The "Da Vinci glow" phenomenon is observed exclusively when a crescent moon is positioned low on the horizon during sunrise or sunset. During this event, the illuminated crescent appears radiant, while the unlit side is visible as a dim haze.
It's important to note that the moon itself does not generate this glow. Instead, it is produced by the Earth, whose light can illuminate the night sky with a brightness 50 times greater than a full moon, according to NASA.
In the 16th century, Leonardo da Vinci embarked on unraveling the enigma of Earthshine, as revealed by NASA. His exploration of this ethereal radiance is depicted in a drawing found in his notebooks and immortalized in the "Codex Leicester," a compilation of his scientific writings.

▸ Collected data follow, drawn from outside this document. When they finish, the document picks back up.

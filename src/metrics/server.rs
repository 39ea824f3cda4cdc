//! HTTP server for the Prometheus scrape endpoint.

use crate::metrics::MetricsRegistry;
use axum::{extract::State, http::StatusCode, response::IntoResponse, routing::get, Router};
use std::net::SocketAddr;
use std::sync::Arc;
use thiserror::Error;
use tower_http::cors::CorsLayer;

/// Errors that can occur while serving metrics.
#[derive(Debug, Error)]
pub enum ServerError {
    /// The listen address could not be bound.
    #[error("failed to bind to address: {0}")]
    Bind(#[from] std::io::Error),

    /// The server stopped with an error.
    #[error("server error: {0}")]
    Server(String),
}

/// Configuration for the metrics server.
#[derive(Debug, Clone)]
pub struct MetricsServerConfig {
    /// Address to bind the server to.
    pub bind_addr: SocketAddr,
}

impl Default for MetricsServerConfig {
    fn default() -> Self {
        Self::with_port(9090)
    }
}

impl MetricsServerConfig {
    /// Creates a config listening on all interfaces at `port`.
    pub fn with_port(port: u16) -> Self {
        Self {
            bind_addr: ([0, 0, 0, 0], port).into(),
        }
    }
}

/// Serves `/metrics` and `/health`.
///
/// The registry is shared: the capture side keeps updating it while the
/// server encodes it on every scrape.
pub struct MetricsServer {
    config: MetricsServerConfig,
    registry: Arc<MetricsRegistry>,
}

impl MetricsServer {
    /// Creates a server exposing `registry`.
    pub fn new(config: MetricsServerConfig, registry: Arc<MetricsRegistry>) -> Self {
        Self { config, registry }
    }

    /// Runs the server until it fails.
    pub async fn run(self) -> Result<(), ServerError> {
        let app = Router::new()
            .route("/metrics", get(metrics_handler))
            .route("/health", get(health_handler))
            .layer(CorsLayer::permissive())
            .with_state(self.registry);

        let listener = tokio::net::TcpListener::bind(self.config.bind_addr).await?;
        tracing::info!(addr = %self.config.bind_addr, "Metrics server listening");

        axum::serve(listener, app)
            .await
            .map_err(|e| ServerError::Server(e.to_string()))
    }
}

async fn metrics_handler(State(registry): State<Arc<MetricsRegistry>>) -> impl IntoResponse {
    match registry.encode() {
        Ok(output) => (
            StatusCode::OK,
            [("content-type", "text/plain; version=0.0.4; charset=utf-8")],
            output,
        ),
        Err(e) => (
            StatusCode::INTERNAL_SERVER_ERROR,
            [("content-type", "text/plain; charset=utf-8")],
            format!("Failed to encode metrics: {}", e),
        ),
    }
}

async fn health_handler() -> impl IntoResponse {
    (StatusCode::OK, "OK")
}

#[cfg(test)]
mod tests {
    use super::*;

    #[test]
    fn test_config_default() {
        assert_eq!(MetricsServerConfig::default().bind_addr.port(), 9090);
    }

    #[test]
    fn test_config_with_port() {
        assert_eq!(MetricsServerConfig::with_port(8080).bind_addr.port(), 8080);
    }
}
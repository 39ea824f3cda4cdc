use color_probe::capture::{fill_test_pattern, RawFrame};
use color_probe::conversion::{center_sample, decode_nv21};
use criterion::{black_box, criterion_group, criterion_main, Criterion};

fn bench_decode(c: &mut Criterion) {
    let (width, height) = (640, 480);
    let mut buffer = vec![0u8; RawFrame::expected_len(width, height)];
    fill_test_pattern(&mut buffer, width, height, 7);

    c.bench_function("decode_nv21 640x480", |b| {
        b.iter(|| {
            let frame = RawFrame::new(black_box(&buffer), width, height).unwrap();
            decode_nv21(&frame)
        })
    });

    c.bench_function("decode + center sample 640x480", |b| {
        b.iter(|| {
            let frame = RawFrame::new(black_box(&buffer), width, height).unwrap();
            center_sample(&decode_nv21(&frame)).unwrap()
        })
    });
}

criterion_group!(benches, bench_decode);
criterion_main!(benches);
//! Packed ARGB pixel buffer.

use crate::capture::FrameError;

/// Row-major buffer of packed `0xAARRGGBB` colors.
#[derive(Clone, PartialEq, Eq)]
pub struct PixelBuffer {
    pixels: Vec<u32>,
    width: u32,
    height: u32,
}

impl PixelBuffer {
    /// Wraps packed pixels, checking that the length matches the dimensions.
    pub fn from_pixels(pixels: Vec<u32>, width: u32, height: u32) -> Result<Self, FrameError> {
        let expected = (width as usize) * (height as usize);
        if pixels.len() != expected {
            return Err(FrameError::Malformed {
                width,
                height,
                expected,
                actual: pixels.len(),
            });
        }
        Ok(Self {
            pixels,
            width,
            height,
        })
    }

    /// Caller guarantees `pixels.len() == width * height`.
    pub(crate) fn from_parts(pixels: Vec<u32>, width: u32, height: u32) -> Self {
        debug_assert_eq!(pixels.len(), (width as usize) * (height as usize));
        Self {
            pixels,
            width,
            height,
        }
    }

    /// Packed colors in row-major order.
    #[inline]
    pub fn pixels(&self) -> &[u32] {
        &self.pixels
    }

    /// Width in pixels.
    #[inline]
    pub fn width(&self) -> u32 {
        self.width
    }

    /// Height in pixels.
    #[inline]
    pub fn height(&self) -> u32 {
        self.height
    }

    /// Returns the pixel at column `x`, row `y`.
    #[inline]
    pub fn get(&self, x: u32, y: u32) -> Option<u32> {
        if x >= self.width || y >= self.height {
            return None;
        }
        self.pixels
            .get((y as usize) * (self.width as usize) + x as usize)
            .copied()
    }
}

impl std::fmt::Debug for PixelBuffer {
    fn fmt(&self, f: &mut std::fmt::Formatter<'_>) -> std::fmt::Result {
        f.debug_struct("PixelBuffer")
            .field("width", &self.width)
            .field("height", &self.height)
            .finish()
    }
}

#[cfg(test)]
mod tests {
    use super::*;

    #[test]
    fn test_length_must_match() {
        assert!(PixelBuffer::from_pixels(vec![0; 12], 4, 3).is_ok());
        assert!(matches!(
            PixelBuffer::from_pixels(vec![0; 11], 4, 3),
            Err(FrameError::Malformed { expected: 12, actual: 11, .. })
        ));
    }

    #[test]
    fn test_get_is_row_major() {
        let buffer = PixelBuffer::from_pixels((0..12).collect(), 4, 3).unwrap();
        assert_eq!(buffer.get(1, 2), Some(9));
        assert_eq!(buffer.get(4, 0), None);
    }
}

During Da Vinci's time, the understanding of the solar system was incomplete, as NASA explains. The concept of the sun occupying the center of the solar system wouldn't be published for another two decades, and lunar exploration had not yet taken place. Consequently, knowledge regarding the sun's proximity to Earth was limited.
One page in the "Codex Leicester" is titled "Of the Moon: No Solid Body is Lighter Than Air," according to NASA. Within this entry, Da Vinci proposed several ideas, including the notion that the moon possesses an atmosphere and oceans. While his hypothesis about the moon's atmosphere was accurate, subsequent NASA missions disproved his belief in lunar oceans. Additionally, Da Vinci posited that the moon functioned as a reflector of light.
Building upon this information, Da Vinci presented a hypothesis: Earthshine's ghostly glow emanated from sunlight bouncing off Earth's oceans and striking the moon. NASA confirms that Da Vinci was correct in the general sense of the phenomenon. However, further research revealed that the primary source of the glow was not sunlight reflecting off Earth's oceans, but rather light reflected off clouds.
This picture taken on October 23, 2019 shows Studies on the Ashen Glow of the Moon, from Leonardo Da Vincis scientific treatise Codex Leicester According to Live Science, you can see glow when a slim crescent moon is close to the horizon during the first or last few days of its orbit. This week, Thursday morning, May 17, before sunrise is a good time to observe this phenomenon. The best days to see it after sunset are next week on Sunday, May 21; Monday, May 22; and Tuesday, May 23. Look at the sky in the hour following sunset for the best view.
Earthshine is generally brightest between April and June, as stated by NASA. You don't need special equipment to spot the glow; it's best seen with the naked eye. While a small telescope or binoculars can be helpful, they are not necessary.